_EXERCISE INPUT_
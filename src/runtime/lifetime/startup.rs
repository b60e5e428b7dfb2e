use std::sync::Arc;

use anyhow::{Context, Result};
use tracing::{debug, info, warn};

use crate::api::jwt::JwtService;
use crate::config::StaticConfig;
use crate::services::AppServices;
use crate::storage::{SeaOrmStorage, StorageFactory};

pub struct StartupContext {
    pub storage: Arc<SeaOrmStorage>,
    pub services: AppServices,
}

/// 准备服务器启动的上下文
/// 包括存储连接、迁移、JWT 与各业务服务
pub async fn prepare_server_startup(config: &StaticConfig) -> Result<StartupContext> {
    let start_time = std::time::Instant::now();
    debug!("Starting pre-startup processing...");

    let storage = StorageFactory::create(&config.database)
        .await
        .context("Failed to create storage backend")?;
    info!("Using storage backend: {}", storage.backend_name());

    let jwt = Arc::new(JwtService::from_config(&config.auth));
    let services = AppServices::new(storage.clone(), jwt, config);

    if config.terminal.allowed_programs.is_empty()
        && config.terminal.executor == crate::config::ExecutorKind::Process
    {
        warn!("Process executor enabled with an empty allowlist, every command will be rejected");
    }

    info!(
        "Pre-startup processing completed in {} ms",
        start_time.elapsed().as_millis()
    );

    Ok(StartupContext { storage, services })
}
pub mod auth;
pub mod error_code;
pub mod health;
pub mod helpers;
pub mod paste;
pub mod redirect;
pub mod terminal;
pub mod types;
pub mod url;

use actix_web::web;

use crate::config::StaticConfig;

pub use auth::auth_routes;
pub use error_code::ErrorCode;
pub use health::{AppStartTime, health_routes};
pub use helpers::{ApiError, ApiResult, json_error_handler};
pub use paste::paste_routes;
pub use redirect::redirect_routes;
pub use terminal::terminal_routes;
pub use url::url_routes;

fn scope_path(prefix: &str) -> &str {
    prefix.trim_end_matches('/')
}

/// 注册全部路由
///
/// server 与集成测试共用，调用方负责挂载 `AppServices` 和 `AppStartTime`
pub fn configure_routes(cfg: &mut web::ServiceConfig, config: &StaticConfig) {
    let routes = &config.routes;
    // 粘贴内容经过 JSON 转义可能膨胀，body 上限放宽到内容上限的 4 倍
    let json_limit = config.limits.max_paste_bytes.saturating_mul(4).max(64 * 1024);

    cfg.app_data(web::Data::new(routes.clone()))
        .app_data(
            web::JsonConfig::default()
                .limit(json_limit)
                .error_handler(json_error_handler),
        )
        .service(web::scope(scope_path(&routes.health_prefix)).service(health_routes()))
        .service(
            web::scope(scope_path(&routes.api_prefix))
                .service(auth_routes())
                .service(paste_routes())
                .service(url_routes())
                .service(terminal_routes()),
        )
        .service(web::scope(scope_path(&routes.redirect_prefix)).service(redirect_routes()));
}
//! SeaORM storage backend
//!
//! This module provides database storage using SeaORM,
//! supporting SQLite, MySQL/MariaDB, and PostgreSQL.

mod connection;
mod converters;
mod pastes;
pub mod retry;
mod short_urls;
mod terminal;
mod users;

use sea_orm::DatabaseConnection;
use tracing::{info, warn};

use crate::config::DatabaseConfig;
use crate::errors::{Result, ToolbeltError};

pub use connection::{connect_generic, connect_sqlite, run_migrations};

/// 从数据库 URL 推断数据库类型
pub fn infer_backend_from_url(database_url: &str) -> Result<String> {
    if database_url.starts_with("sqlite:")
        || database_url.ends_with(".db")
        || database_url.ends_with(".sqlite")
    {
        Ok("sqlite".to_string())
    } else if database_url.starts_with("mysql://") || database_url.starts_with("mariadb://") {
        Ok("mysql".to_string())
    } else if database_url.starts_with("postgres://") || database_url.starts_with("postgresql://") {
        Ok("postgres".to_string())
    } else {
        Err(ToolbeltError::database_config(format!(
            "Cannot infer database type from URL: {}. Supported: sqlite://, mysql://, mariadb://, postgres://",
            database_url
        )))
    }
}

/// SeaORM-based storage backend
#[derive(Clone)]
pub struct SeaOrmStorage {
    db: DatabaseConnection,
    backend_name: String,
    retry_config: retry::RetryConfig,
}

impl SeaOrmStorage {
    /// 连接数据库并执行迁移
    pub async fn new(database_url: &str, config: &DatabaseConfig) -> Result<Self> {
        if database_url.is_empty() {
            return Err(ToolbeltError::database_config("database_url is not set"));
        }

        let backend_name = infer_backend_from_url(database_url)?;

        let db = if backend_name == "sqlite" {
            connect_sqlite(database_url).await?
        } else {
            connect_generic(database_url, &backend_name, config.pool_size).await?
        };

        let storage = SeaOrmStorage {
            db,
            backend_name,
            retry_config: retry::RetryConfig::from(config),
        };

        run_migrations(&storage.db).await?;

        info!(
            "{} storage initialized",
            storage.backend_name.to_uppercase()
        );
        Ok(storage)
    }

    pub fn backend_name(&self) -> &str {
        &self.backend_name
    }

    /// 获取数据库连接
    pub fn get_db(&self) -> &DatabaseConnection {
        &self.db
    }

    /// 数据库连通性检查（/health 使用）
    pub async fn health_check(&self) -> Result<()> {
        self.db.ping().await.map_err(|e| {
            warn!("Database ping failed: {}", e);
            ToolbeltError::database_connection(format!("ping failed: {}", e))
        })
    }
}

#[cfg(test)]
mod tests {
    use super::*;

    #[test]
    fn test_infer_backend_from_url() {
        assert_eq!(
            infer_backend_from_url("sqlite://data.db?mode=rwc").unwrap(),
            "sqlite"
        );
        assert_eq!(infer_backend_from_url("links.sqlite").unwrap(), "sqlite");
        assert_eq!(
            infer_backend_from_url("mariadb://u:p@localhost/db").unwrap(),
            "mysql"
        );
        assert_eq!(
            infer_backend_from_url("postgresql://localhost/db").unwrap(),
            "postgres"
        );
        assert!(infer_backend_from_url("redis://localhost").is_err());
    }
}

_ASSIGNED TASK_
Pull out all lines from the entries above in which the word "tracing" appears.

_EXERCISE RESPONSE_
use tracing::{debug, info, warn};
use tracing::{info, warn};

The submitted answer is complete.